Hanson’s vote could also be in part due to pressure from organised workers, and lobbying from union officials. Insofar as this is the case, the union leadership, in particular the peak body ACTU, is congratulating itself. But it matters how we win.

I’m proud to be a worker, proud to be a revolutionary socialist and proud to be playing my role rebuilding union strength and radicalism alongside many other unionists. But when I see ACTU leaders patting themselves on the back and declaring a victory thanks to Hanson, I don’t feel pride. There’s nothing mighty about a union movement that goes desperately begging to racists to save our skins! It’s humiliating. I’m not proud that rather than mobilise workers on the streets, or organise in our workplaces the union movement turns to right wing politicians.

Disastrously, all the ACTU’s eggs are in the parliamentary basket.

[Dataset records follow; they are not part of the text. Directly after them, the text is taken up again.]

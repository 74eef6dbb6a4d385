//! Shared test doubles for the unified store tests

use std::sync::atomic::{AtomicU32, Ordering};
use std::sync::{Arc, Mutex};
use std::time::Duration;

use async_trait::async_trait;
use serde_json::{json, Value};

use scout_store::{
    IdentityError, IdentityProvider, RemoteStore, RestError, RestTransport, RetryPolicy,
    SelectQuery, TtlCache,
};

/// Identity provider with a scripted sequence of outcomes; the last entry
/// repeats once the script is exhausted.
pub struct ScriptedIdentity {
    outcomes: Mutex<Vec<Result<Option<String>, String>>>,
}

impl ScriptedIdentity {
    pub fn always(user_id: &str) -> Self {
        Self::script(vec![Ok(Some(user_id.to_string()))])
    }

    #[allow(dead_code)]
    pub fn never() -> Self {
        Self::script(vec![Ok(None)])
    }

    pub fn failing(message: &str) -> Self {
        Self::script(vec![Err(message.to_string())])
    }

    pub fn script(outcomes: Vec<Result<Option<String>, String>>) -> Self {
        let mut outcomes = outcomes;
        outcomes.reverse();
        Self {
            outcomes: Mutex::new(outcomes),
        }
    }
}

#[async_trait]
impl IdentityProvider for ScriptedIdentity {
    async fn current_user_id(&self) -> Result<Option<String>, IdentityError> {
        let mut outcomes = self.outcomes.lock().unwrap();
        let outcome = if outcomes.len() > 1 {
            outcomes.pop().unwrap()
        } else {
            outcomes.last().cloned().unwrap_or(Ok(None))
        };
        outcome.map_err(IdentityError::Provider)
    }
}

/// In-memory backend tables with server-assigned ids, plus call counters
/// and an optional scripted failure.
#[derive(Default)]
pub struct FakeBackend {
    rows: Mutex<Vec<(String, Value)>>,
    pub inserts: AtomicU32,
    #[allow(dead_code)]
    pub selects: AtomicU32,
    next_id: AtomicU32,
    failure: Mutex<Option<FailureMode>>,
}

pub enum FailureMode {
    Transient,
    Permanent,
}

impl FakeBackend {
    pub fn new() -> Arc<Self> {
        Arc::new(Self::default())
    }

    pub fn fail_with(&self, mode: FailureMode) {
        *self.failure.lock().unwrap() = Some(mode);
    }

    pub fn rows_in(&self, table: &str) -> Vec<Value> {
        self.rows
            .lock()
            .unwrap()
            .iter()
            .filter(|(t, _)| t == table)
            .map(|(_, row)| row.clone())
            .collect()
    }

    fn check_failure(&self) -> Result<(), RestError> {
        match &*self.failure.lock().unwrap() {
            Some(FailureMode::Transient) => Err(RestError::RequestFailed {
                message: "connection reset by peer".to_string(),
            }),
            Some(FailureMode::Permanent) => Err(RestError::Http {
                status: 403,
                message: "row-level security violation".to_string(),
            }),
            None => Ok(()),
        }
    }

    fn matches(row: &Value, query: &SelectQuery) -> bool {
        query.filters.iter().all(|(column, value)| {
            row.get(column)
                .map(|v| match v {
                    Value::String(s) => s == value,
                    other => other.to_string() == *value,
                })
                .unwrap_or(false)
        })
    }
}

#[async_trait]
impl RestTransport for FakeBackend {
    async fn insert(&self, table: &str, mut row: Value) -> Result<Value, RestError> {
        self.inserts.fetch_add(1, Ordering::SeqCst);
        self.check_failure()?;
        let n = self.next_id.fetch_add(1, Ordering::SeqCst);
        row["id"] = json!(format!("srv-{n}"));
        let now = chrono::Utc::now().to_rfc3339();
        row["created_at"] = json!(now);
        if table == "research_papers" {
            row["updated_at"] = json!(now);
        }
        self.rows
            .lock()
            .unwrap()
            .push((table.to_string(), row.clone()));
        Ok(row)
    }

    async fn select(&self, table: &str, query: &SelectQuery) -> Result<Vec<Value>, RestError> {
        self.selects.fetch_add(1, Ordering::SeqCst);
        self.check_failure()?;
        let mut rows: Vec<Value> = self
            .rows
            .lock()
            .unwrap()
            .iter()
            .filter(|(t, row)| t == table && Self::matches(row, query))
            .map(|(_, row)| row.clone())
            .collect();
        rows.reverse(); // newest first, as the backend orders by created_at desc
        if let Some(limit) = query.limit {
            rows.truncate(limit as usize);
        }
        Ok(rows)
    }

    async fn update(&self, table: &str, patch: Value, query: &SelectQuery) -> Result<(), RestError> {
        self.check_failure()?;
        let mut rows = self.rows.lock().unwrap();
        for (t, row) in rows.iter_mut() {
            if t == table && Self::matches(row, query) {
                if let (Value::Object(target), Value::Object(changes)) = (&mut *row, &patch) {
                    for (k, v) in changes {
                        target.insert(k.clone(), v.clone());
                    }
                }
            }
        }
        Ok(())
    }
}

/// Remote store over the fake backend with test-friendly retry delays.
pub fn remote_store(backend: Arc<FakeBackend>) -> RemoteStore {
    RemoteStore::new(
        backend,
        TtlCache::new(Duration::from_secs(60)),
        RetryPolicy {
            max_attempts: 3,
            base_delay: Duration::from_millis(1),
        },
    )
}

Whether they’re wasting money and resources on a failed elect Labor campaign, or asking us to tweet far right senators, there simply is no plan B. Which is scary because this will not be the last attack, and our movement – with union membership at 11 percent, strike rates at historic lows, wages stagnant and safety declining in many industries – is perilously weak.

If passed, the “ensuring integrity” bill would have been a big step towards a union movement that exists only at the beck and call of the government of the day. Crippling fines, rapid-fire deregistration for unions, and (perhaps most tellingly) provision for government agencies to appoint administrators to a union able to exercise any power – including calling off strikes, selling assets, sacking organisers and running meetings. All of this is reminiscent of the sort of unions that dictatorships dream of.

Previous generations of unionists have fought on pickets, endured the sacrifices of long strikes and have gone to prison in order to build the union movement into an independent fighting force for the working class. By contrast, our current crop of union leaders responds to an existential threat with nothing more than a campaign of mild lobbying. We barely scraped through this time. And we’ve done nothing to show the sort of fight that would scare our enemies off coming after us again.

It is 50 years since the illegal national general strike that freed jailed unionist Clarrie O’Shea, but it feels like a different epoch entirely. The strike was organised by a conscious left in the union movement, made up of communists and socialists of various stripes, and was set against a radicalised global political climate. The laws that led to O’Shea’s jailing remained on the books, but bosses and governments were too terrified to use them for decades after the strike. Most importantly, the strike reinforced workers’ confidence and gave them a sense of their own enormous power.

The 1969 victory opened the floodgates. By 1971, 30 percent of workers were involved in strike action. Strikes levels peaked in 1974, as did the rate of unionisation two years later, at a record 56 percent. In the midst of this strike wave the share of wages as a percentage of the GDP rose to its highest level ever. Conditions like four weeks annual leave, workers’ compensation and the principle of equal pay for women were won.

If we are to make our work places safe, win dignity at work and lift our stagnating wages – not to mention bring about the social and environmental reforms that are so desperately needed – we need unions that look to the collective self activity of workers as they did in 1969, not to false friends in parliament.